If you get this wrong, you risk fines, back wages, back taxes, unpaid workers’ comp premiums, audits, contract violations, and even suspension of your HIC license.
This guide makes it painfully clear: when someone is a W-2 employee, when they can be a 1099 subcontractor, and how contractors screw this up.
1. The Quick Take
If you control how, when, and where the person works, they’re an employee.
If they run their own business, set their own methods, and take on financial risk, they may be a contractor.
Most HICs want workers to be 1099. Most workers legally need to be W-2.
That’s the honest truth.
2. Why This Matters for NYC HICs
You’re legally required to:
Carry workers’ comp insurance for employees (DCWP explicitly requires this and contractors must provide a Certificate of Workers’ Compensation Insurance to consumers before work begins.
Classify workers correctly (employees vs. subcontractors)
Use only licensed subcontractors (DCWP makes this extremely clear. Subcontractors must hold their own HIC license when doing home improvement work.
Control and supervise employees directly (which is part of the definition of “employee” in the exam guide.
If you call someone a 1099 but treat them like an employee, you’re violating tax law, labor law, and DCWP rules at the same time. Triple risk.
3. The Legal Tests (Translated Into Contractor Language)
IRS Test: “Behavioral, Financial, Relationship”
The IRS looks at three buckets:
Behavioral control
You’re controlling:
Their schedule
Where they work
How they do the work
What tools/equipment they use
If yes → W-2 employee.
Financial control
Ask:
Do they invoice you?
Do they buy their own tools/equipment?
Can they make a profit or loss?
Do they work for other clients?
If no → W-2 employee.
Relationship
Look for:
Ongoing, indefinite work
Benefits
Full-time expectations
If yes → W-2 employee.
4. NYC/DOL/Workers’ Comp Test
New York State is even stricter than the IRS.
The state heavily presumes someone is an employee unless:
They are truly independent
They operate a legitimate business
They control how the work is performed
You are not supervising their day-to-day work
They supply their own tools and equipment
They take on business risk
They can and do work for others
If your “1099” works like a regular crew member → they’re an employee, period.
5. What is a 1099 Subcontractor?
A legitimate subcontractor is a business, not a worker.
They should:
Have their own HIC license if they perform home improvement work (DCWP requirement)
Work under their own business name
Carry their own liability insurance
Carry their own workers’ comp (or have their own exemption)
Invoice you per project, not per hour
Control their own schedule and methods
Supply their own tools, materials, and labor
Advertise their services to the public
Work for multiple clients
If they don’t meet these criteria, they’re not a subcontractor.

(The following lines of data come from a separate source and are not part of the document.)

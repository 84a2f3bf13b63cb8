use std::fmt;
use std::time::Duration;

use tiberius::{AuthMethod, Config as TiberiusConfig, EncryptionLevel};

/// Default SQL Server TDS port.
pub const DEFAULT_PORT: u16 = 1433;

/// Default connect timeout, matching the 600 second timeout the tool has
/// always shipped with.
pub const DEFAULT_CONNECT_TIMEOUT: Duration = Duration::from_secs(600);

/// Connection configuration for the target SQL Server.
///
/// Built once at startup and passed explicitly into every stage of the
/// pipeline; nothing here is read from global state after construction.
#[derive(Clone)]
pub struct DbConfig {
    pub server: String,
    pub database: String,
    pub user: String,
    password: String,
    pub port: u16,
    pub trust_server_certificate: bool,
    pub connect_timeout: Duration,
}

impl DbConfig {
    #[must_use]
    pub fn new(
        server: impl Into<String>,
        database: impl Into<String>,
        user: impl Into<String>,
        password: impl Into<String>,
    ) -> Self {
        Self {
            server: server.into(),
            database: database.into(),
            user: user.into(),
            password: password.into(),
            port: DEFAULT_PORT,
            trust_server_certificate: false,
            connect_timeout: DEFAULT_CONNECT_TIMEOUT,
        }
    }

    #[must_use]
    pub fn with_port(mut self, port: u16) -> Self {
        self.port = port;
        self
    }

    /// Accept whatever certificate the server presents. Off by default; the
    /// connection always requires TLS either way.
    #[must_use]
    pub fn with_trust_server_certificate(mut self, trust: bool) -> Self {
        self.trust_server_certificate = trust;
        self
    }

    #[must_use]
    pub fn with_connect_timeout(mut self, timeout: Duration) -> Self {
        self.connect_timeout = timeout;
        self
    }

    /// The `host:port` pair the TCP stream dials.
    #[must_use]
    pub fn addr(&self) -> String {
        format!("{}:{}", self.server, self.port)
    }

    /// Build the Tiberius driver configuration.
    #[must_use]
    pub fn to_tiberius_config(&self) -> TiberiusConfig {
        let mut config = TiberiusConfig::new();
        config.host(&self.server);
        config.port(self.port);
        config.database(&self.database);
        config.authentication(AuthMethod::sql_server(&self.user, &self.password));
        config.encryption(EncryptionLevel::Required);
        if self.trust_server_certificate {
            config.trust_cert();
        }
        config
    }
}

impl fmt::Display for DbConfig {
    fn fmt(&self, f: &mut fmt::Formatter<'_>) -> fmt::Result {
        write!(
            f,
            "{}@{}:{}/{}",
            self.user, self.server, self.port, self.database
        )
    }
}

// Manual impl so the password cannot leak into logs or error chains.
impl fmt::Debug for DbConfig {
    fn fmt(&self, f: &mut fmt::Formatter<'_>) -> fmt::Result {
        f.debug_struct("DbConfig")
            .field("server", &self.server)
            .field("database", &self.database)
            .field("user", &self.user)
            .field("port", &self.port)
            .field("trust_server_certificate", &self.trust_server_certificate)
            .field("connect_timeout", &self.connect_timeout)
            .finish_non_exhaustive()
    }
}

They’re your employee.
6. What is a W-2 Employee?
An employee is someone who:
Works under your supervision (DCWP describes employees as under the direct supervision and control of the employer.
Uses your tools
Follows your schedule
Performs ongoing, integral work for your business
Cannot subcontract their work
Works only for you (or primarily for you)
Isn’t running their own business
If that’s your setup, they must be W-2.
You must:
Pay payroll taxes
Withhold income taxes
Carry workers’ comp (DCWP requires this; exemptions only apply to owners.
Provide a W-2 at year-end
7. The NYC HIC Twist Most Contractors Miss
DCWP and the Home Improvement Examination Guide explicitly differentiate employees from subcontractors:
“A subcontractor is an individual in business for himself… An employee works for wages and is under the employer’s direct supervision and control.”
This means:
Your helper who rides in your van, uses your tools, follows your instructions, and works only for you?
→ Employee (W-2), not a 1099.
The licensed electrician you bring in for panel upgrades?
→ Subcontractor, not an employee.
This distinction is baked directly into the HIC exam.
8. Common Misclassification Mistakes
NYC contractors get flagged for these constantly:
Paying day laborers on 1099
Illegal if you’re directing their work.
Issuing 1099s to your “crew”
If you control their work, they’re employees.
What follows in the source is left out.